Copy every line of the data in which the word "Collaborative" occurs.

* Entries shown *
::::::

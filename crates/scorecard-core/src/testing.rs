//! Helpers for exercising the scorecard flow without a network.
use std::sync::{Arc, Mutex};

use async_trait::async_trait;
use scorecard_types::{ScoreCategory, ScorecardData, Scores};
use serde_json::{json, Value};

use crate::archive::{ArchiveError, ArtifactSink};
use crate::model::{model_fn, ScoringModel};

/// A model that always answers with `response`.
///
/// # Example
/// ```ignore
/// let evaluator = Evaluator::builder()
///     .model(canned_model(sample_payload(8.0, 7.0, 6.0, 9.0).to_string()))
///     .build()?;
/// ```
pub fn canned_model(response: impl Into<String>) -> Arc<dyn ScoringModel> {
    let response = response.into();
    model_fn("canned", move |_req| {
        let response = response.clone();
        async move { Ok(response) }
    })
}

/// Well-formed model payload with the given category scores.
pub fn sample_payload(passion: f64, motivation: f64, skills: f64, behavior: f64) -> Value {
    json!({
        "scores": {
            "passion": { "score": passion, "reasoning": "Shows genuine curiosity about the field." },
            "motivation": { "score": motivation, "reasoning": "Sets clear goals and tracks them." },
            "skills": { "score": skills, "reasoning": "Solid fundamentals, limited depth in tooling." },
            "behavior": { "score": behavior, "reasoning": "Collaborative and calm under pressure." },
        },
        "summary": "A motivated candidate with strong team instincts.",
        "strengths": ["Collaboration", "Ownership", "Curiosity"],
        "areasForImprovement": ["Technical depth", "Delegation"],
    })
}

/// Typed counterpart of [`sample_payload`].
pub fn sample_scorecard(passion: f64, motivation: f64, skills: f64, behavior: f64) -> ScorecardData {
    ScorecardData {
        scores: Scores {
            passion: ScoreCategory::new(passion, "Shows genuine curiosity about the field."),
            motivation: ScoreCategory::new(motivation, "Sets clear goals and tracks them."),
            skills: ScoreCategory::new(skills, "Solid fundamentals, limited depth in tooling."),
            behavior: ScoreCategory::new(behavior, "Collaborative and calm under pressure."),
        },
        summary: "A motivated candidate with strong team instincts.".to_string(),
        strengths: vec!["Collaboration".into(), "Ownership".into(), "Curiosity".into()],
        areas_for_improvement: vec!["Technical depth".into(), "Delegation".into()],
    }
}

/// Collects emitted artifacts in memory, in emission order.
#[derive(Debug, Default)]
pub struct MemorySink {
    artifacts: Mutex<Vec<(String, String)>>,
}

impl MemorySink {
    pub fn new() -> Self {
        Self::default()
    }

    /// Every `(filename, content)` pair emitted so far.
    pub fn artifacts(&self) -> Vec<(String, String)> {
        self.artifacts
            .lock()
            .map(|a| a.clone())
            .unwrap_or_default()
    }

    /// Content of the most recent artifact named `filename`.
    pub fn latest(&self, filename: &str) -> Option<String> {
        self.artifacts()
            .into_iter()
            .rev()
            .find(|(name, _)| name == filename)
            .map(|(_, content)| content)
    }
}

#[async_trait]
impl ArtifactSink for MemorySink {
    async fn emit(&self, filename: &str, content: &str) -> Result<(), ArchiveError> {
        self.artifacts
            .lock()
            .map_err(|_| ArchiveError::Emit {
                filename: filename.to_string(),
                message: "sink lock poisoned".to_string(),
            })?
            .push((filename.to_string(), content.to_string()));
        Ok(())
    }
}

/// A sink that rejects every artifact.
#[derive(Debug, Default)]
pub struct FailingSink;

#[async_trait]
impl ArtifactSink for FailingSink {
    async fn emit(&self, filename: &str, _content: &str) -> Result<(), ArchiveError> {
        Err(ArchiveError::Emit {
            filename: filename.to_string(),
            message: "disk full".to_string(),
        })
    }
}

::::::

* Exercise output *
            "behavior": { "score": behavior, "reasoning": "Collaborative and calm under pressure." },
            behavior: ScoreCategory::new(behavior, "Collaborative and calm under pressure."),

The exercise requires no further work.